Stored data
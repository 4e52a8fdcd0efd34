//! Integration tests for the cdr-web HTTP API

use axum::body::Body;
use axum::http::{header, Request, StatusCode};
use axum::Router;
use cdr_refine::{Orchestrator, RefinementConfig};
use cdr_web::{build_router, AppState};
use http_body_util::BodyExt;
use serde_json::Value;
use std::sync::Arc;
use std::time::Duration;
use tempfile::TempDir;
use tower::ServiceExt;

const BOUNDARY: &str = "cdr-test-boundary";

const CRASHES_CSV: &str = "Crash ID,Crash Date,GPS Latitude,GPS Longitude,Weather\n\
                           A,2024-01-02,40.5,-89.5,Rain\n\
                           B,2024-01-03,40.6,-89.4,Clear\n\
                           C,2024-01-04,45.0,-89.5,Snow\n\
                           D,2024-01-05,,,Fog\n";

const AREA_KML: &str = r#"<?xml version="1.0" encoding="UTF-8"?>
<kml xmlns="http://www.opengis.net/kml/2.2"><Document><Placemark><Polygon>
<outerBoundaryIs><LinearRing><coordinates>
-90,40,0 -89,40,0 -89,41,0 -90,41,0 -90,40,0
</coordinates></LinearRing></outerBoundaryIs>
</Polygon></Placemark></Document></kml>
"#;

enum Part<'a> {
    File {
        name: &'a str,
        file_name: &'a str,
        content: &'a str,
    },
    Text {
        name: &'a str,
        value: &'a str,
    },
}

fn multipart(parts: &[Part<'_>]) -> Vec<u8> {
    let mut body = String::new();
    for part in parts {
        body.push_str(&format!("--{BOUNDARY}\r\n"));
        match part {
            Part::File {
                name,
                file_name,
                content,
            } => {
                body.push_str(&format!(
                    "Content-Disposition: form-data; name=\"{name}\"; filename=\"{file_name}\"\r\n\
                     Content-Type: application/octet-stream\r\n\r\n{content}\r\n"
                ));
            }
            Part::Text { name, value } => {
                body.push_str(&format!(
                    "Content-Disposition: form-data; name=\"{name}\"\r\n\r\n{value}\r\n"
                ));
            }
        }
    }
    body.push_str(&format!("--{BOUNDARY}--\r\n"));
    body.into_bytes()
}

fn upload_request(uri: &str, parts: &[Part<'_>]) -> Request<Body> {
    Request::builder()
        .method("POST")
        .uri(uri)
        .header(
            header::CONTENT_TYPE,
            format!("multipart/form-data; boundary={BOUNDARY}"),
        )
        .body(Body::from(multipart(parts)))
        .unwrap()
}

fn get(uri: &str) -> Request<Body> {
    Request::builder().uri(uri).body(Body::empty()).unwrap()
}

fn test_app(root: &TempDir) -> Router {
    let orchestrator = Arc::new(Orchestrator::new(root.path().join("runs")));
    let state = AppState::new(
        orchestrator,
        root.path().join("uploads"),
        RefinementConfig {
            required_columns: vec!["Crash ID".to_string()],
            date_columns: vec!["Crash Date".to_string()],
            ..RefinementConfig::default()
        },
        10 * 1024 * 1024,
    );
    build_router(state)
}

async fn send(app: &Router, request: Request<Body>) -> (StatusCode, Vec<u8>) {
    let response = app.clone().oneshot(request).await.unwrap();
    let status = response.status();
    let bytes = response.into_body().collect().await.unwrap().to_bytes();
    (status, bytes.to_vec())
}

async fn send_json(app: &Router, request: Request<Body>) -> (StatusCode, Value) {
    let (status, bytes) = send(app, request).await;
    (status, serde_json::from_slice(&bytes).unwrap())
}

fn run_parts<'a>() -> Vec<Part<'a>> {
    vec![
        Part::File {
            name: "data_file",
            file_name: "crashes.csv",
            content: CRASHES_CSV,
        },
        Part::File {
            name: "boundary_file",
            file_name: "area.kml",
            content: AREA_KML,
        },
    ]
}

async fn wait_for_terminal(app: &Router, run_id: &str) -> Value {
    for _ in 0..500 {
        let (status, snapshot) = send_json(app, get(&format!("/api/run/{run_id}"))).await;
        assert_eq!(status, StatusCode::OK);
        let state = snapshot["status"].as_str().unwrap_or_default().to_string();
        if ["success", "failed", "cancelled"].contains(&state.as_str()) {
            return snapshot;
        }
        tokio::time::sleep(Duration::from_millis(10)).await;
    }
    panic!("run {run_id} did not finish");
}

#[tokio::test]
async fn test_health_check() {
    let root = TempDir::new().unwrap();
    let app = test_app(&root);

    let (status, body) = send_json(&app, get("/health")).await;
    assert_eq!(status, StatusCode::OK);
    assert_eq!(body["status"], "ok");
    assert_eq!(body["module"], "cdr-web");
    assert!(body.get("active_run").is_none());
}

#[tokio::test]
async fn test_settings_report_defaults() {
    let root = TempDir::new().unwrap();
    let app = test_app(&root);

    let (status, body) = send_json(&app, get("/api/settings")).await;
    assert_eq!(status, StatusCode::OK);
    assert_eq!(body["maxUploadBytes"], 10 * 1024 * 1024);
    assert_eq!(body["logRetention"], 1500);
    assert!(body["dataExtensions"]
        .as_array()
        .unwrap()
        .contains(&Value::from(".xlsx")));
    assert_eq!(body["labelOrders"][1], "west_to_east");
}

#[tokio::test]
async fn test_preview_guesses_coordinates() {
    let root = TempDir::new().unwrap();
    let app = test_app(&root);

    let request = upload_request(
        "/api/preview",
        &[Part::File {
            name: "data_file",
            file_name: "crashes.csv",
            content: CRASHES_CSV,
        }],
    );
    let (status, body) = send_json(&app, request).await;
    assert_eq!(status, StatusCode::OK);
    assert_eq!(body["fileName"], "crashes.csv");
    assert_eq!(body["headers"][0], "Crash ID");
    assert_eq!(body["guess"]["latitude"], "GPS Latitude");
    assert_eq!(body["guess"]["longitude"], "GPS Longitude");

    // Preview uploads are not kept
    let leftovers = std::fs::read_dir(root.path().join("uploads")).unwrap().count();
    assert_eq!(leftovers, 0);
}

#[tokio::test]
async fn test_rejects_unsupported_upload() {
    let root = TempDir::new().unwrap();
    let app = test_app(&root);

    let request = upload_request(
        "/api/run",
        &[Part::File {
            name: "data_file",
            file_name: "crashes.txt",
            content: CRASHES_CSV,
        }],
    );
    let (status, body) = send_json(&app, request).await;
    assert_eq!(status, StatusCode::BAD_REQUEST);
    assert_eq!(body["error"]["code"], "BAD_REQUEST");
}

#[tokio::test]
async fn test_run_requires_boundary() {
    let root = TempDir::new().unwrap();
    let app = test_app(&root);

    let request = upload_request(
        "/api/run",
        &[Part::File {
            name: "data_file",
            file_name: "crashes.csv",
            content: CRASHES_CSV,
        }],
    );
    let (status, body) = send_json(&app, request).await;
    assert_eq!(status, StatusCode::BAD_REQUEST);
    assert_eq!(body["error"]["message"], "Invalid request: Missing boundary file");
}

#[tokio::test]
async fn test_unknown_run_is_not_found() {
    let root = TempDir::new().unwrap();
    let app = test_app(&root);
    let id = uuid::Uuid::new_v4();

    for uri in [
        format!("/api/run/{id}"),
        format!("/api/run/{id}/log?since=3"),
        format!("/api/run/{id}/result"),
        format!("/api/run/{id}/download/crashes_refined.csv"),
    ] {
        let (status, body) = send_json(&app, get(&uri)).await;
        assert_eq!(status, StatusCode::NOT_FOUND, "{uri}");
        assert_eq!(body["error"]["code"], "NOT_FOUND");
    }

    let (status, _) = send(&app, get("/api/run/not-a-uuid")).await;
    assert_eq!(status, StatusCode::BAD_REQUEST);
}

#[tokio::test(flavor = "multi_thread")]
async fn test_full_run_lifecycle() {
    let root = TempDir::new().unwrap();
    let app = test_app(&root);

    let (status, started) = send_json(&app, upload_request("/api/run", &run_parts())).await;
    assert_eq!(status, StatusCode::ACCEPTED, "{started}");
    assert_eq!(started["latColumn"], "GPS Latitude");
    assert_eq!(started["lonColumn"], "GPS Longitude");
    let run_id = started["runId"].as_str().unwrap().to_string();

    let snapshot = wait_for_terminal(&app, &run_id).await;
    assert_eq!(snapshot["status"], "success", "{snapshot}");
    assert_eq!(snapshot["inputs"]["dataFile"], "crashes.csv");
    assert_eq!(snapshot["lastLog"], "Refinement complete.");

    let (status, log) = send_json(&app, get(&format!("/api/run/{run_id}/log?since=0"))).await;
    assert_eq!(status, StatusCode::OK);
    let last_seq = log["lastSeq"].as_u64().unwrap();
    assert_eq!(log["entries"].as_array().unwrap().len() as u64, last_seq);
    let (_, tail) = send_json(
        &app,
        get(&format!("/api/run/{run_id}/log?since={last_seq}")),
    )
    .await;
    assert!(tail["entries"].as_array().unwrap().is_empty());

    let (status, result) = send_json(&app, get(&format!("/api/run/{run_id}/result"))).await;
    assert_eq!(status, StatusCode::OK);
    assert_eq!(result["report"]["total_rows"], 4);
    assert_eq!(result["report"]["kept_rows"], 2);
    assert_eq!(result["mapReport"], "Crash Data Refiner Map Report.html");
    assert_eq!(result["manifest"]["files"].as_array().unwrap().len(), 5);

    let response = app
        .clone()
        .oneshot(get(&format!(
            "/api/run/{run_id}/download/crashes_refined.csv"
        )))
        .await
        .unwrap();
    assert_eq!(response.status(), StatusCode::OK);
    let disposition = response.headers()[header::CONTENT_DISPOSITION]
        .to_str()
        .unwrap()
        .to_string();
    assert!(disposition.starts_with("attachment"));
    let csv = response.into_body().collect().await.unwrap().to_bytes();
    let csv = String::from_utf8(csv.to_vec()).unwrap();
    assert!(csv.starts_with("crash_id,"));
    assert_eq!(csv.lines().count(), 3);

    let view_uri = format!("/api/run/{run_id}/view/Crash%20Data%20Refiner%20Map%20Report.html");
    let (status, html) = send(&app, get(&view_uri)).await;
    assert_eq!(status, StatusCode::OK);
    assert!(String::from_utf8(html).unwrap().contains("leaflet"));

    let (status, _) = send_json(
        &app,
        get(&format!("/api/run/{run_id}/download/crashes.csv")),
    )
    .await;
    assert_eq!(status, StatusCode::NOT_FOUND);

    let cancel = Request::builder()
        .method("POST")
        .uri(format!("/api/run/{run_id}/cancel"))
        .body(Body::empty())
        .unwrap();
    let (status, body) = send_json(&app, cancel).await;
    assert_eq!(status, StatusCode::CONFLICT);
    assert_eq!(body["error"]["code"], "CONFLICT");

    let delete = Request::builder()
        .method("DELETE")
        .uri(format!("/api/run/{run_id}"))
        .body(Body::empty())
        .unwrap();
    let (status, _) = send_json(&app, delete).await;
    assert_eq!(status, StatusCode::OK);

    let (status, _) = send_json(&app, get(&format!("/api/run/{run_id}"))).await;
    assert_eq!(status, StatusCode::NOT_FOUND);
}

#[tokio::test(flavor = "multi_thread")]
async fn test_clear_finished_runs() {
    let root = TempDir::new().unwrap();
    let app = test_app(&root);
    let clear_all = || {
        Request::builder()
            .method("DELETE")
            .uri("/api/runs")
            .body(Body::empty())
            .unwrap()
    };

    let (status, body) = send_json(&app, clear_all()).await;
    assert_eq!(status, StatusCode::OK);
    assert_eq!(body["cleared"], 0);

    let (status, started) = send_json(&app, upload_request("/api/run", &run_parts())).await;
    assert_eq!(status, StatusCode::ACCEPTED, "{started}");
    let run_id = started["runId"].as_str().unwrap().to_string();
    wait_for_terminal(&app, &run_id).await;

    let (_, runs) = send_json(&app, get("/api/runs")).await;
    assert_eq!(runs.as_array().unwrap().len(), 1);

    let (status, body) = send_json(&app, clear_all()).await;
    assert_eq!(status, StatusCode::OK);
    assert_eq!(body["cleared"], 1);

    let (_, runs) = send_json(&app, get("/api/runs")).await;
    assert!(runs.as_array().unwrap().is_empty());
    let (status, _) = send_json(&app, get(&format!("/api/run/{run_id}"))).await;
    assert_eq!(status, StatusCode::NOT_FOUND);
}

**WHAT TO WORK ON:** Show all lines in the entries above where the string "RefinementConfig" appears.

**WRITTEN ANSWER:**
use cdr_refine::{Orchestrator, RefinementConfig};
        RefinementConfig {
            ..RefinementConfig::default()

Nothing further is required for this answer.